From d293fc15606614a6476d5aa03b81ef820b6c9674 Mon Sep 17 00:00:00 2001
From: Grant Slater <github@firefishy.com>
Date: Tue, 20 Dec 2022 18:34:25 +0000
Subject: [PATCH] community: container definitions should not be world readable

---
 cookbooks/community/recipes/default.rb | 6 +++---
 1 file changed, 3 insertions(+), 3 deletions(-)

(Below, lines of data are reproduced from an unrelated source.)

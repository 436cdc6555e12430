//! Simplification rules for sums, including combining like terms.

use calc_parser::parser::{ast::{expr::Expr, nary::Nary}, token::op::NaryOpKind};
use crate::symbolic::simplify::simplify_nary;
use super::product_of;

/// Splits a term into its numeric coefficient and the rest of the term.
///
/// - `x` -> `(1, x)`
/// - `3*x` -> `(3, x)`
/// - `-2*x*y` -> `(-2, x*y)`
///
/// Numbers have no such split.
fn split_coefficient(term: &Expr) -> Option<(f64, Expr)> {
    match term {
        Expr::Number(_) => None,
        Expr::Nary(Nary { op: NaryOpKind::Product, args }) => match args.split_first() {
            Some((Expr::Number(c), rest)) => Some((*c, product_of(rest.to_vec()))),
            _ => Some((1.0, term.clone())),
        },
        _ => Some((1.0, term.clone())),
    }
}

/// `a+b` for numbers, `0+a = a`, and `c1*t + c2*t = (c1+c2)*t`.
pub fn combine(u: &Expr, v: &Expr) -> Option<Expr> {
    match (u, v) {
        (Expr::Number(a), Expr::Number(b)) => return Some(Expr::Number(a + b)),
        (zero, other) | (other, zero) if zero.is_number(0.0) => return Some(other.clone()),
        _ => (),
    }

    let (c1, t1) = split_coefficient(u)?;
    let (c2, t2) = split_coefficient(v)?;
    if t1 == t2 {
        Some(simplify_nary(NaryOpKind::Product, vec![Expr::Number(c1 + c2), t1]))
    } else {
        None
    }
}
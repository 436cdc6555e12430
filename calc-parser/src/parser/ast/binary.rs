use crate::parser::{ast::expr::Expr, token::op::BinOpKind, Precedence};

#[cfg(feature = "serde")]
use serde::{Deserialize, Serialize};

/// A binary expression, such as `1 + 2`, `x = 3` or `a < b`.
#[derive(Debug, Clone, PartialEq)]
#[cfg_attr(feature = "serde", derive(Serialize, Deserialize))]
pub struct Binary {
    /// The left-hand side of the binary expression.
    pub lhs: Box<Expr>,

    /// The operator of the binary expression.
    pub op: BinOpKind,

    /// The right-hand side of the binary expression.
    pub rhs: Box<Expr>,
}

impl Binary {
    /// Creates a new binary expression.
    pub fn new(lhs: Expr, op: BinOpKind, rhs: Expr) -> Self {
        Self { lhs: Box::new(lhs), op, rhs: Box::new(rhs) }
    }

    /// Returns the precedence of the binary expression.
    pub fn precedence(&self) -> Precedence {
        self.op.precedence()
    }
}
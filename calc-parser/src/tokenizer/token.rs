use logos::Logos;
use std::ops::Range;

/// The different kinds of tokens that can be produced by the tokenizer.
#[derive(Logos, Clone, Copy, Debug, PartialEq, Eq)]
#[logos(skip r"[ \t\r\n\f]+")]
pub enum TokenKind {
    #[token("==")]
    Eq,

    #[token("!=")]
    NotEq,

    #[token("+")]
    Add,

    #[token("-")]
    Sub,

    #[token("*")]
    Mul,

    #[token("/")]
    Div,

    #[token("//")]
    IntDiv,

    #[token("%")]
    Mod,

    #[token("^")]
    #[token("**")]
    Exp,

    #[token(">")]
    Greater,

    #[token(">=")]
    GreaterEq,

    #[token("<")]
    Less,

    #[token("<=")]
    LessEq,

    #[token("=")]
    Assign,

    #[token(",")]
    Comma,

    #[token("(")]
    OpenParen,

    #[token(")")]
    CloseParen,

    #[token("'")]
    Quote,

    #[regex(r"[a-zA-Z_][a-zA-Z_0-9]*")]
    Name,

    #[regex(r"([0-9]*\.[0-9]+|[0-9]+)([eE]-?[0-9]+)?")]
    Decimal,

    #[regex(r"0[bB][01]+")]
    Bin,

    #[regex(r"0[xX][0-9a-fA-F]+")]
    Hex,
}

impl TokenKind {
    /// Returns true if the token is a number literal of any base.
    pub fn is_number(self) -> bool {
        matches!(self, TokenKind::Decimal | TokenKind::Bin | TokenKind::Hex)
    }
}

/// A token produced by the tokenizer.
#[derive(Debug, Clone, PartialEq)]
pub struct Token<'source> {
    /// The region of the source code that this token originated from.
    pub span: Range<usize>,

    /// The kind of token.
    pub kind: TokenKind,

    /// The raw lexeme that was parsed into this token.
    pub lexeme: &'source str,
}

impl Token<'_> {
    /// Returns the numeric value of a number token, or [`None`] if the token is not a number.
    ///
    /// Binary and hexadecimal literals are accumulated digit by digit into a float, so literals
    /// wider than 64 bits lose precision instead of overflowing.
    pub fn number_value(&self) -> Option<f64> {
        let from_radix = |digits: &str, radix: u32| {
            digits.chars()
                .filter_map(|c| c.to_digit(radix))
                .fold(0.0, |acc, digit| acc * radix as f64 + digit as f64)
        };

        match self.kind {
            TokenKind::Decimal => self.lexeme.parse().ok(),
            TokenKind::Bin => Some(from_radix(&self.lexeme[2..], 2)),
            TokenKind::Hex => Some(from_radix(&self.lexeme[2..], 16)),
            _ => None,
        }
    }
}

diff --git a/cookbooks/community/recipes/default.rb b/cookbooks/community/recipes/default.rb
index f3888c61a..08f316d68 100644
--- a/cookbooks/community/recipes/default.rb
+++ b/cookbooks/community/recipes/default.rb
@@ -58,7 +58,7 @@ template "/srv/community.openstreetmap.org/docker/containers/data.yml" do
   source "data.yml.erb"
   owner "root"
   group "root"
-  mode "644"
+  mode "640"
   variables :passwords => passwords
   notifies :run, "execute[discourse_container_data_rebuild]"
 end
@@ -67,7 +67,7 @@ template "/srv/community.openstreetmap.org/docker/containers/web_only.yml" do
   source "web_only.yml.erb"
   owner "root"
   group "root"
-  mode "644"
+  mode "640"
   variables :license_keys => license_keys, :passwords => passwords
   notifies :run, "execute[discourse_container_web_only_bootstrap]"
 end
@@ -76,7 +76,7 @@ template "/srv/community.openstreetmap.org/docker/containers/mail-receiver.yml"
   source "mail-receiver.yml.erb"
   owner "root"
   group "root"
-  mode "644"
+  mode "640"
   variables :passwords => passwords
   notifies :run, "execute[discourse_container_mail_receiver_rebuild]"
 end
-- 
2.39.5